* **WHAT IS NEEDED**:
Copy, exactly and without additions, every line in the records below from the one holding "output.diagnostics.push(diag);" through the one holding "for path in", both ends included.

○ ○ ○ ○ ○ ○ ○

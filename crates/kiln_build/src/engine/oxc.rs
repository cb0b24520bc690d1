//! Incremental TypeScript compilation with the oxc toolchain.

use std::collections::{BTreeMap, BTreeSet, HashSet};
use std::path::{Path, PathBuf};

use kiln_cache::BUILD_INFO_KEY;
use kiln_common::ContentHash;
use kiln_config::{parse_project_config, JsxEmit, ProjectConfig, PROJECT_CONFIG_FILE};
use kiln_diagnostics::{Category, Diagnostic, DiagnosticCode, FileId, Span};
use oxc_allocator::Allocator;
use oxc_codegen::Codegen;
use oxc_diagnostics::OxcDiagnostic;
use oxc_parser::Parser;
use oxc_semantic::SemanticBuilder;
use oxc_span::SourceType;
use oxc_transformer::{JsxRuntime, TransformOptions, Transformer};
use walkdir::WalkDir;

use super::build_info::BuildInfo;
use super::{BuildEngine, BuildOutput};
use crate::fs::FileSystem;
use crate::paths::{emit_path, is_build_input, is_ignored_dir, relative_path};

const CONFIG_READ: DiagnosticCode = DiagnosticCode::new(Category::Config, 1);
const CONFIG_PARSE: DiagnosticCode = DiagnosticCode::new(Category::Config, 2);
const SYNTAX_ERROR: DiagnosticCode = DiagnosticCode::new(Category::Syntax, 1);
const SEMANTIC_ERROR: DiagnosticCode = DiagnosticCode::new(Category::Semantic, 1);
const TRANSFORM_ERROR: DiagnosticCode = DiagnosticCode::new(Category::Transform, 1);

/// Compiles `.ts`/`.tsx` inputs to JavaScript, one file at a time.
///
/// The engine always runs incrementally: its state lives in the build-info
/// file at the project root, read and written through the file system it is
/// given. Inputs with errors are not emitted and stay dirty until they
/// compile. Any change to the project configuration text makes every input
/// dirty.
pub struct OxcEngine {
    root: PathBuf,
}

/// A compile failure before it is attached to a source file.
struct CompileError {
    code: DiagnosticCode,
    message: String,
    range: Option<(usize, usize)>,
}

impl OxcEngine {
    /// Creates an engine for the project at `root`.
    pub fn new(root: impl Into<PathBuf>) -> Self {
        Self { root: root.into() }
    }

    fn load_config(&self, fs: &dyn FileSystem) -> Result<(ProjectConfig, ContentHash), Diagnostic> {
        let path = self.root.join(PROJECT_CONFIG_FILE);
        let text = fs.read_to_string(&path).map_err(|e| {
            Diagnostic::error(
                CONFIG_READ,
                format!("cannot read {PROJECT_CONFIG_FILE}: {e}"),
                Span::DUMMY,
            )
            .with_help("create a tsconfig.json in the project root or set `tsconfig` in kiln.toml")
        })?;
        let config = parse_project_config(&text).map_err(|e| {
            Diagnostic::error(
                CONFIG_PARSE,
                format!("invalid {PROJECT_CONFIG_FILE}: {e}"),
                Span::DUMMY,
            )
        })?;
        Ok((config, ContentHash::from_bytes(text.as_bytes())))
    }

    fn load_build_info(&self, fs: &dyn FileSystem) -> BuildInfo {
        fs.read_to_string(&self.root.join(BUILD_INFO_KEY))
            .ok()
            .and_then(|text| BuildInfo::parse(&text))
            .unwrap_or_default()
    }

    /// Every build input under the configured include roots, sorted.
    fn discover_inputs(&self, config: &ProjectConfig) -> BTreeSet<PathBuf> {
        let mut inputs = BTreeSet::new();
        for include in config.include_roots() {
            let base = if include.is_empty() {
                self.root.clone()
            } else {
                self.root.join(&include)
            };
            let walker = WalkDir::new(&base).into_iter().filter_entry(|entry| {
                entry.depth() == 0
                    || !entry.file_type().is_dir()
                    || !entry.file_name().to_str().is_some_and(is_ignored_dir)
            });
            for entry in walker.filter_map(Result::ok) {
                if !entry.file_type().is_file() || !is_build_input(entry.path()) {
                    continue;
                }
                let rel = relative_path(&self.root, entry.path());
                if !config.is_excluded(&rel) {
                    inputs.insert(entry.into_path());
                }
            }
        }
        inputs
    }
}

impl BuildEngine for OxcEngine {
    fn build(&mut self, fs: &dyn FileSystem, changed: &[PathBuf]) -> BuildOutput {
        let mut output = BuildOutput::default();

        let (config, config_hash) = match self.load_config(fs) {
            Ok(loaded) => loaded,
            Err(diag) => {
                output.diagnostics.push(diag);
                return output;
            }
        };
        let preserve_jsx = config.preserve_jsx();
        let options = transform_options(&config);
        let previous = self.load_build_info(fs).under_config(config_hash);

        let mut sources = BTreeMap::new();
        let mut hashes = BTreeMap::new();
        for path in self.discover_inputs(&config) {
            // Unreadable inputs drop out and are treated as deleted.
            let Ok(text) = fs.read_to_string(&path) else {
                continue;
            };
            let rel = relative_path(&self.root, &path);
            hashes.insert(rel.clone(), ContentHash::from_bytes(text.as_bytes()));
            sources.insert(rel, (path, text));
        }

        let changes = previous.detect_changes(&hashes);
        let hinted: HashSet<String> = changed
            .iter()
            .map(|path| relative_path(&self.root, path))
            .collect();
        tracing::debug!(
            new = changes.new_files.len(),
            modified = changes.modified_files.len(),
            deleted = changes.deleted_files.len(),
            hinted = hinted.len(),
            "build pass"
        );

        let mut next = BuildInfo::for_config(config_hash);
        for (rel, (path, text)) in sources {
            let hash = hashes[&rel];
            let dirty = previous.files.get(&rel) != Some(&hash) || hinted.contains(&rel);
            if !dirty {
                next.files.insert(rel, hash);
                continue;
            }
            match compile(&path, &text, &options) {
                Ok(code) => {
                    output.emitted.push((emit_path(&path, preserve_jsx), code));
                    next.files.insert(rel, hash);
                }
                Err(errors) => {
                    let file = output.sources.add_source(rel, text);
                    output
                        .diagnostics
                        .extend(errors.into_iter().map(|e| e.into_diagnostic(file)));
                }
            }
        }

        output
            .emitted
            .push((self.root.join(BUILD_INFO_KEY), next.to_json()));
        output
    }
}

impl CompileError {
    fn from_oxc(code: DiagnosticCode, err: &OxcDiagnostic) -> Self {
        let range = err
            .labels
            .as_ref()
            .and_then(|labels| labels.first())
            .map(|label| (label.offset(), label.offset() + label.len()));
        Self {
            code,
            message: err.to_string(),
            range,
        }
    }

    fn into_diagnostic(self, file: FileId) -> Diagnostic {
        let (start, end) = self.range.unwrap_or((0, 0));
        Diagnostic::error(
            self.code,
            self.message,
            Span::new(file, start as u32, end as u32),
        )
    }
}

/// Lowering options for the project's JSX mode.
fn transform_options(config: &ProjectConfig) -> TransformOptions {
    let mut options = TransformOptions::default();
    match config.jsx_emit() {
        JsxEmit::Preserve => options.jsx.jsx_plugin = false,
        JsxEmit::Classic => options.jsx.runtime = JsxRuntime::Classic,
        JsxEmit::Automatic { development } => {
            options.jsx.runtime = JsxRuntime::Automatic;
            options.jsx.development = development;
        }
    }
    if let Some(source) = &config.compiler_options.jsx_import_source {
        options.jsx.import_source = Some(source.clone());
    }
    options
}

/// Parses, checks and lowers one file. Type annotations are stripped and JSX
/// is handled as `options` says.
fn compile(
    path: &Path,
    source: &str,
    options: &TransformOptions,
) -> Result<String, Vec<CompileError>> {
    let allocator = Allocator::default();
    let source_type = SourceType::from_path(path).unwrap_or_else(|_| SourceType::ts());

    let parsed = Parser::new(&allocator, source, source_type).parse();
    if !parsed.errors.is_empty() {
        return Err(tag(SYNTAX_ERROR, &parsed.errors));
    }
    let mut program = parsed.program;

    let checked = SemanticBuilder::new()
        .with_check_syntax_error(true)
        .build(&program);
    if !checked.errors.is_empty() {
        return Err(tag(SEMANTIC_ERROR, &checked.errors));
    }
    let scoping = checked.semantic.into_scoping();

    let transformed =
        Transformer::new(&allocator, path, options).build_with_scoping(scoping, &mut program);
    if !transformed.errors.is_empty() {
        return Err(tag(TRANSFORM_ERROR, &transformed.errors));
    }

    Ok(Codegen::new().build(&program).code)
}

fn tag(code: DiagnosticCode, errors: &[OxcDiagnostic]) -> Vec<CompileError> {
    errors.iter().map(|e| CompileError::from_oxc(code, e)).collect()
}
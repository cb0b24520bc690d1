//! Errors that prevent a server instance from starting or serving.
//!
//! Request-time failures never appear here: they become 404 responses.

use std::path::PathBuf;

use kiln_build::BuildError;
use kiln_cache::CacheError;

/// Errors raised while starting or running a [`DevServer`](crate::DevServer).
#[derive(Debug, thiserror::Error)]
pub enum ServerError {
    /// The project root does not exist or cannot be resolved.
    #[error("cannot open project root {path}: {source}")]
    Root {
        /// The requested root.
        path: PathBuf,
        /// The underlying I/O error.
        source: std::io::Error,
    },

    /// The cache fingerprint could not be computed.
    #[error(transparent)]
    Cache(#[from] CacheError),

    /// The build driver could not start.
    #[error(transparent)]
    Build(#[from] BuildError),

    /// Binding or serving the listener failed.
    #[error("server I/O error: {0}")]
    Io(#[from] std::io::Error),
}
//! The secondary source transform applied to every served script.

use std::path::Path;
use std::sync::Arc;

use kiln_config::{JsxRuntime, TransformConfig};
use oxc_allocator::Allocator;
use oxc_codegen::{Codegen, CodegenOptions};
use oxc_parser::Parser;
use oxc_semantic::SemanticBuilder;
use oxc_span::SourceType;
use oxc_transformer::{TransformOptions, Transformer};

const SOURCE_MAP_COMMENT: &str = "//# sourceMappingURL=";

/// Why a transform produced no output. Only logged.
#[derive(Debug, thiserror::Error)]
enum TransformFailure {
    #[error("unsupported file type: {0}")]
    SourceType(String),
    #[error("invalid transform options: {0}")]
    Options(String),
    #[error("parse failed: {0}")]
    Parse(String),
    #[error("transform failed: {0}")]
    Transform(String),
}

/// Turns `(path, source)` into final served text with an inline source map.
///
/// Pure with respect to its inputs and the [`TransformConfig`] captured at
/// construction. Cloning is cheap.
#[derive(Clone, Debug, Default)]
pub struct Pipeline {
    config: Arc<TransformConfig>,
}

impl Pipeline {
    /// Creates a pipeline using `config` for every call.
    pub fn new(config: TransformConfig) -> Self {
        Self {
            config: Arc::new(config),
        }
    }

    /// Transforms `source`, using `path` as its identity in the source map.
    ///
    /// Any failure yields an empty string rather than an error.
    pub fn transform(&self, path: &str, source: &str) -> String {
        match self.try_transform(path, source) {
            Ok(code) => code,
            Err(failure) => {
                tracing::debug!(path, "{failure}");
                String::new()
            }
        }
    }

    fn try_transform(&self, path: &str, source: &str) -> Result<String, TransformFailure> {
        let file_path = Path::new(path);
        let source_type = SourceType::from_path(file_path)
            .map_err(|e| TransformFailure::SourceType(e.to_string()))?;
        let options = self.transform_options()?;

        let allocator = Allocator::default();
        let parsed = Parser::new(&allocator, source, source_type).parse();
        if let Some(err) = parsed.errors.first() {
            return Err(TransformFailure::Parse(err.to_string()));
        }
        let mut program = parsed.program;

        let scoping = SemanticBuilder::new()
            .build(&program)
            .semantic
            .into_scoping();
        let transformed = Transformer::new(&allocator, file_path, &options)
            .build_with_scoping(scoping, &mut program);
        if let Some(err) = transformed.errors.first() {
            return Err(TransformFailure::Transform(err.to_string()));
        }

        let generated = Codegen::new()
            .with_options(CodegenOptions {
                source_map_path: Some(file_path.to_path_buf()),
                ..CodegenOptions::default()
            })
            .build(&program);

        let mut code = generated.code;
        if let Some(map) = generated.map {
            if !code.ends_with('\n') {
                code.push('\n');
            }
            code.push_str(SOURCE_MAP_COMMENT);
            code.push_str(&map.to_data_url());
        }
        Ok(code)
    }

    fn transform_options(&self) -> Result<TransformOptions, TransformFailure> {
        let mut options = match &self.config.target {
            Some(target) => TransformOptions::from_target(target)
                .map_err(|e| TransformFailure::Options(e.to_string()))?,
            None => TransformOptions::default(),
        };
        options.jsx.runtime = match self.config.jsx {
            JsxRuntime::Automatic => oxc_transformer::JsxRuntime::Automatic,
            JsxRuntime::Classic => oxc_transformer::JsxRuntime::Classic,
        };
        options.jsx.development = self.config.development;
        if let Some(source) = &self.config.jsx_import_source {
            options.jsx.import_source = Some(source.clone());
        }
        Ok(options)
    }
}
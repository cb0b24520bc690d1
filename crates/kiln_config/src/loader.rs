//! Loading of `kiln.toml` server options and `tsconfig.json` project configuration.

use crate::error::ConfigError;
use crate::types::{ProjectConfig, ServerOptions};
use std::io::ErrorKind;
use std::path::Path;

/// File name of the server options file in the project root.
pub const OPTIONS_FILE: &str = "kiln.toml";

/// File name of the project configuration in the project root.
pub const PROJECT_CONFIG_FILE: &str = "tsconfig.json";

/// File name of the project manifest hashed into the cache fingerprint.
pub const MANIFEST_FILE: &str = "package.json";

/// Loads server options from `<project_dir>/kiln.toml`.
///
/// A missing file yields default options; any other read failure is an error.
pub fn load_options(project_dir: &Path) -> Result<ServerOptions, ConfigError> {
    let path = project_dir.join(OPTIONS_FILE);
    match std::fs::read_to_string(&path) {
        Ok(content) => load_options_from_str(&content),
        Err(e) if e.kind() == ErrorKind::NotFound => Ok(ServerOptions::default()),
        Err(e) => Err(e.into()),
    }
}

/// Parses and validates server options from TOML text.
pub fn load_options_from_str(content: &str) -> Result<ServerOptions, ConfigError> {
    let options: ServerOptions =
        toml::from_str(content).map_err(|e| ConfigError::ParseError(e.to_string()))?;
    validate_options(&options)?;
    Ok(options)
}

fn validate_options(options: &ServerOptions) -> Result<(), ConfigError> {
    if let Some(tsconfig) = &options.tsconfig {
        if !tsconfig.is_object() {
            return Err(ConfigError::ValidationError(
                "`tsconfig` must be a table".to_string(),
            ));
        }
    }
    if let Some(target) = &options.transform.target {
        if target.trim().is_empty() {
            return Err(ConfigError::ValidationError(
                "`transform.target` must not be empty".to_string(),
            ));
        }
    }
    Ok(())
}

/// Parses project configuration text (`tsconfig.json`).
///
/// Line and block comments are accepted, as in hand-written tsconfig files.
pub fn parse_project_config(content: &str) -> Result<ProjectConfig, ConfigError> {
    let stripped = strip_json_comments(content);
    serde_json::from_str(&stripped).map_err(|e| ConfigError::ParseError(e.to_string()))
}

/// Reads the project manifest text, or an empty string if it cannot be read.
pub fn read_manifest(project_dir: &Path) -> String {
    std::fs::read_to_string(project_dir.join(MANIFEST_FILE)).unwrap_or_default()
}

/// Removes `//` and `/* */` comments outside of string literals.
fn strip_json_comments(input: &str) -> String {
    let mut out = String::with_capacity(input.len());
    let mut chars = input.chars().peekable();
    let mut in_string = false;

    while let Some(c) = chars.next() {
        if in_string {
            out.push(c);
            match c {
                '\\' => {
                    if let Some(escaped) = chars.next() {
                        out.push(escaped);
                    }
                }
                '"' => in_string = false,
                _ => {}
            }
            continue;
        }

        match (c, chars.peek()) {
            ('"', _) => {
                in_string = true;
                out.push(c);
            }
            ('/', Some('/')) => {
                for skipped in chars.by_ref() {
                    if skipped == '\n' {
                        out.push('\n');
                        break;
                    }
                }
            }
            ('/', Some('*')) => {
                chars.next();
                let mut prev = '\0';
                for skipped in chars.by_ref() {
                    if prev == '*' && skipped == '/' {
                        break;
                    }
                    prev = skipped;
                }
            }
            _ => out.push(c),
        }
    }

    out
}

○ ○ ○ ○ ○ ○ ○

* **OUTPUT**:
                output.diagnostics.push(diag);
                return output;
            }
        };
        let preserve_jsx = config.preserve_jsx();
        let options = transform_options(&config);
        let previous = self.load_build_info(fs).under_config(config_hash);

        let mut sources = BTreeMap::new();
        let mut hashes = BTreeMap::new();
        for path in self.discover_inputs(&config) {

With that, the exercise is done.